__Exercise directions__. State how many lines of the listing below include the word "normalisation". Give only the number.
-------- Data provided --------
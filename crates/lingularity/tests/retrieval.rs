use std::collections::HashSet;
use std::path::PathBuf;

use lingularity::articles::article_stripped_noun;
use lingularity::{DifficultyMode, IndexOptions, SentenceRetriever, TokenIndex, filter_by_difficulty};
use lingularity_corpus::SentenceCorpus;
use lingularity_morph::tokenize::meaningful_tokens;
use lingularity_morph::{LemmaModels, Lemmatizer, Normalize, Normalizer};
use lingularity_types::{NormalizationKind, PosTag};

fn fixture() -> SentenceCorpus {
    let path = PathBuf::from(env!("CARGO_MANIFEST_DIR"))
        .join("../lingularity-corpus/tests/fixtures/italian.tsv");
    SentenceCorpus::load(path, "Italian").unwrap()
}

fn lemmatizer() -> Normalizer {
    Normalizer::Lemma(Lemmatizer::from_entries(
        [
            ("il", "il", PosTag::Det),
            ("i", "il", PosTag::Det),
            ("gatto", "gatto", PosTag::Noun),
            ("gatti", "gatto", PosTag::Noun),
            ("dormendo", "dormire", PosTag::Verb),
        ],
        Vec::new(),
    ))
}

fn normalizers() -> [Normalizer; 3] {
    [
        Normalizer::select("Italian", &LemmaModels::none()).unwrap(),
        Normalizer::Raw,
        lemmatizer(),
    ]
}

fn normalized_tokens(normalizer: &Normalizer, text: &str) -> Vec<String> {
    meaningful_tokens(text, true)
        .iter()
        .map(|token| normalizer.normalize(token))
        .collect()
}

#[test]
fn retrieved_sentences_contain_the_query_tokens() {
    let corpus = fixture();
    let options = IndexOptions::default();
    let vocables = [
        "gatti dormendo",
        "il gatto",
        "i gatti",
        "l'uomo",
        "uomo mortale",
        "è mortale",
        "gatto partito",
        "sta gatti ho",
        "mi piacciono cani",
        "vai capisco",
    ];
    let mut found = 0;
    for normalizer in normalizers() {
        let index = TokenIndex::build(&corpus, &normalizer, &options);
        let retriever = SentenceRetriever::new(&index, &normalizer, options);
        let sentences: Vec<HashSet<String>> = corpus
            .iter()
            .map(|pair| normalized_tokens(&normalizer, pair.foreign).into_iter().collect())
            .collect();

        for vocable in vocables {
            let phrase = article_stripped_noun(vocable).unwrap_or(vocable);
            let keys: Vec<String> = normalized_tokens(&normalizer, phrase)
                .into_iter()
                .filter(|key| index.sentence_indices(key).is_some())
                .collect();
            let Some(hits) = retriever.query_sentence_indices(vocable) else {
                assert!(keys.is_empty(), "{vocable:?} found nothing for {keys:?}");
                continue;
            };
            found += 1;
            let complete = sentences
                .iter()
                .any(|tokens| keys.iter().all(|key| tokens.contains(key)));
            for idx in hits {
                let tokens = &sentences[idx];
                assert!(
                    keys.iter().any(|key| tokens.contains(key)),
                    "{vocable:?} returned unrelated sentence {idx} under {:?}",
                    normalizer.kind()
                );
                if complete {
                    assert!(
                        keys.iter().all(|key| tokens.contains(key)),
                        "{vocable:?} returned partial match {idx} under {:?}",
                        normalizer.kind()
                    );
                }
            }
        }
    }
    assert!(found > 0);
}

#[test]
fn indexed_tokens_lead_back_to_every_sentence_using_them() {
    let corpus = fixture();
    let options = IndexOptions::default();
    for normalizer in normalizers() {
        let index = TokenIndex::build(&corpus, &normalizer, &options);
        let retriever = SentenceRetriever::new(&index, &normalizer, options);
        for (idx, pair) in corpus.iter().enumerate() {
            for token in meaningful_tokens(pair.foreign, options.split_apostrophes) {
                if let Some(hits) = retriever.query_sentence_indices(&token) {
                    assert!(
                        hits.contains(&idx),
                        "{token:?} misses sentence {idx} under {:?}",
                        normalizer.kind()
                    );
                }
            }
        }
    }
}

#[test]
fn queries_are_repeatable() {
    let corpus = fixture();
    let options = IndexOptions::default();
    let normalizer = Normalizer::select("Italian", &LemmaModels::none()).unwrap();
    let index = TokenIndex::build(&corpus, &normalizer, &options);
    let retriever = SentenceRetriever::new(&index, &normalizer, options);
    let first = retriever.query_sentence_indices("gatti");
    assert!(first.is_some());
    assert_eq!(first, retriever.query_sentence_indices("gatti"));
}

#[test]
fn names_and_unknown_words_find_nothing() {
    let corpus = fixture();
    let options = IndexOptions::default();
    let index = TokenIndex::build(&corpus, &Normalizer::Raw, &options);
    let retriever = SentenceRetriever::new(&index, &Normalizer::Raw, options);
    assert_eq!(retriever.query_sentence_indices("Tom"), None);
    assert_eq!(retriever.query_sentence_indices("automobile"), None);
    assert!(retriever.example_sentences(&corpus, "Tom", 3).is_empty());
}

#[test]
fn lemma_index_merges_inflections() {
    let corpus = fixture();
    let options = IndexOptions::default();
    let normalizer = lemmatizer();
    let index = TokenIndex::build(&corpus, &normalizer, &options);
    assert_eq!(index.kind(), NormalizationKind::Lemma);
    assert_eq!(index.sentence_indices("gatto"), Some(&[3, 4, 5][..]));
    assert_eq!(index.sentence_indices("il"), None);
    assert_eq!(index.occurrence_count("gatto"), Some(3));

    let retriever = SentenceRetriever::new(&index, &normalizer, options);
    assert_eq!(retriever.query_sentence_indices("il gatto"), Some(vec![3, 4, 5]));
    assert_eq!(retriever.query_sentence_indices("gatto dormire"), Some(vec![4]));

    let examples = retriever.example_sentences(&corpus, "gatto", 2);
    let foreign: Vec<_> = examples.iter().map(|pair| pair.foreign).collect();
    assert_eq!(foreign, vec!["Ho 3 gatti.", "Mi piacciono i gatti."]);
}

#[test]
fn lemma_index_is_cached_per_language() {
    let corpus = fixture();
    let options = IndexOptions::default();
    let normalizer = lemmatizer();
    let dir = tempfile::tempdir().unwrap();

    let built = TokenIndex::load_or_build(&corpus, &normalizer, &options, Some(dir.path())).unwrap();
    let cache = TokenIndex::cache_path(dir.path(), "Italian");
    assert!(cache.exists());

    let cached = TokenIndex::load_or_build(&corpus, &normalizer, &options, Some(dir.path())).unwrap();
    assert_eq!(built, cached);

    let smaller = SentenceCorpus::from_pairs("Italian", [("The cat.", "Il gatto.")]);
    let rebuilt =
        TokenIndex::load_or_build(&smaller, &normalizer, &options, Some(dir.path())).unwrap();
    assert_eq!(rebuilt.corpus_len(), 1);
    assert_eq!(TokenIndex::load(&cache).unwrap(), rebuilt);
}

#[test]
fn stem_indices_are_never_cached() {
    let corpus = fixture();
    let normalizer = Normalizer::select("Italian", &LemmaModels::none()).unwrap();
    assert_eq!(normalizer.kind(), NormalizationKind::Stem);
    let dir = tempfile::tempdir().unwrap();
    TokenIndex::load_or_build(&corpus, &normalizer, &IndexOptions::default(), Some(dir.path()))
        .unwrap();
    assert!(!TokenIndex::cache_path(dir.path(), "Italian").exists());
}

#[test]
fn difficulty_subsets_stay_within_the_corpus() {
    let corpus = fixture();
    let index = TokenIndex::build(&corpus, &Normalizer::Raw, &IndexOptions::default());
    let random = filter_by_difficulty(&corpus, &index, DifficultyMode::Random);
    assert_eq!(random.len(), corpus.len());
    for mode in [DifficultyMode::Simple, DifficultyMode::DictionExpansion] {
        let subset = filter_by_difficulty(&corpus, &index, mode);
        assert!(subset.len() <= corpus.len());
        assert!(subset.indices().windows(2).all(|w| w[0] < w[1]));
    }
}
//! Atomic JSON persistence shared by the index cache and the document store.

use std::fs::{self, File};
use std::io::{BufReader, BufWriter, Write};
use std::path::Path;

use serde::Serialize;
use serde::de::DeserializeOwned;
use tempfile::NamedTempFile;
use thiserror::Error;

#[derive(Debug, Error)]
pub enum PersistError {
    #[error("i/o error: {0}")]
    Io(#[from] std::io::Error),
    #[error("malformed json: {0}")]
    Json(#[from] serde_json::Error),
    #[error("failed to replace {path}: {source}")]
    Persist {
        path: String,
        source: tempfile::PersistError,
    },
}

/// Write `value` to `path` through a temp file in the same directory.
pub fn write_json_atomic<T: Serialize>(path: &Path, value: &T) -> Result<(), PersistError> {
    let parent = path
        .parent()
        .filter(|p| !p.as_os_str().is_empty())
        .unwrap_or_else(|| Path::new("."));
    fs::create_dir_all(parent)?;

    let temp = NamedTempFile::new_in(parent)?;
    {
        let mut writer = BufWriter::new(temp.as_file());
        serde_json::to_writer(&mut writer, value)?;
        writer.flush()?;
    }
    temp.persist(path).map_err(|source| PersistError::Persist {
        path: path.display().to_string(),
        source,
    })?;
    Ok(())
}

pub fn read_json<T: DeserializeOwned>(path: &Path) -> Result<T, PersistError> {
    let file = File::open(path)?;
    Ok(serde_json::from_reader(BufReader::new(file))?)
}
//! Token normalisation strategies for sentence indexing.
//!
//! A language is indexed with the most precise strategy it supports:
//!
//! 1. **Lemma**: a lexicon model exists for the language ([`LemmaModels`]).
//! 2. **Stem**: a Snowball algorithm is registered for the language.
//! 3. **Raw**: lowercased tokens.
//!
//! The choice is made once by [`Normalizer::select`]; afterwards callers only
//! see the single-method [`Normalize`] interface. Lemmatization also exposes
//! part-of-speech tags through [`Lemmatizer::tag`], which the indexer uses to
//! leave out determiners, punctuation and the like.
//!
//! # Example
//! ```no_run
//! use lingularity_morph::{LemmaModels, Normalize, Normalizer};
//!
//! # fn main() -> anyhow::Result<()> {
//! let models = LemmaModels::new("/data/lemmas");
//! let normalizer = Normalizer::select("Italian", &models)?;
//! println!("{} -> {}", normalizer.kind(), normalizer.normalize("Gatti"));
//! # Ok(()) }
//! ```

mod lexicon;
pub mod tokenize;

use std::fmt;

use anyhow::Result;
use lingularity_types::NormalizationKind;
use rust_stemmers::{Algorithm, Stemmer};
use tracing::info;

pub use lexicon::{LemmaModels, Lemmatizer, SuffixRule, TaggedToken, builtin_rules};

/// Map a token onto the key it is indexed under.
pub trait Normalize {
    fn normalize(&self, token: &str) -> String;
}

/// The closed set of normalisation strategies.
pub enum Normalizer {
    Lemma(Lemmatizer),
    Stem(SnowballStemmer),
    Raw,
}

impl Normalizer {
    /// Pick the best strategy available for `language`.
    ///
    /// Fails only when a lemma model is present but cannot be read.
    pub fn select(language: &str, models: &LemmaModels) -> Result<Self> {
        let normalizer = if models.is_available(language) {
            Normalizer::Lemma(models.load(language)?)
        } else if let Some(stemmer) = SnowballStemmer::for_language(language) {
            Normalizer::Stem(stemmer)
        } else {
            Normalizer::Raw
        };
        info!("normalizing {language} tokens by {}", normalizer.kind());
        Ok(normalizer)
    }

    pub fn kind(&self) -> NormalizationKind {
        match self {
            Normalizer::Lemma(_) => NormalizationKind::Lemma,
            Normalizer::Stem(_) => NormalizationKind::Stem,
            Normalizer::Raw => NormalizationKind::Raw,
        }
    }
}

impl Normalize for Normalizer {
    fn normalize(&self, token: &str) -> String {
        match self {
            Normalizer::Lemma(lemmatizer) => lemmatizer.lemmatize(token).0,
            Normalizer::Stem(stemmer) => stemmer.normalize(token),
            Normalizer::Raw => token.to_lowercase(),
        }
    }
}

impl fmt::Debug for Normalizer {
    fn fmt(&self, f: &mut fmt::Formatter<'_>) -> fmt::Result {
        match self {
            Normalizer::Lemma(lemmatizer) => f
                .debug_struct("Lemma")
                .field("entries", &lemmatizer.entry_count())
                .finish(),
            Normalizer::Stem(stemmer) => f.debug_tuple("Stem").field(&stemmer.language).finish(),
            Normalizer::Raw => f.write_str("Raw"),
        }
    }
}

/// Snowball stemmer bound to one language.
pub struct SnowballStemmer {
    language: String,
    stemmer: Stemmer,
}

impl SnowballStemmer {
    pub fn for_language(language: &str) -> Option<Self> {
        let algorithm = stemming_algorithm(language)?;
        Some(Self {
            language: language.trim().to_string(),
            stemmer: Stemmer::create(algorithm),
        })
    }
}

impl Normalize for SnowballStemmer {
    fn normalize(&self, token: &str) -> String {
        self.stemmer.stem(&token.to_lowercase()).into_owned()
    }
}

/// Languages with a registered Snowball algorithm.
pub fn stemming_algorithm(language: &str) -> Option<Algorithm> {
    Some(match language.trim().to_lowercase().as_str() {
        "arabic" => Algorithm::Arabic,
        "danish" => Algorithm::Danish,
        "dutch" => Algorithm::Dutch,
        "english" => Algorithm::English,
        "finnish" => Algorithm::Finnish,
        "french" => Algorithm::French,
        "german" => Algorithm::German,
        "greek" => Algorithm::Greek,
        "hungarian" => Algorithm::Hungarian,
        "italian" => Algorithm::Italian,
        "norwegian" => Algorithm::Norwegian,
        "portuguese" => Algorithm::Portuguese,
        "romanian" => Algorithm::Romanian,
        "russian" => Algorithm::Russian,
        "spanish" => Algorithm::Spanish,
        "swedish" => Algorithm::Swedish,
        "tamil" => Algorithm::Tamil,
        "turkish" => Algorithm::Turkish,
        _ => return None,
    })
}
--------
__Your response__. 2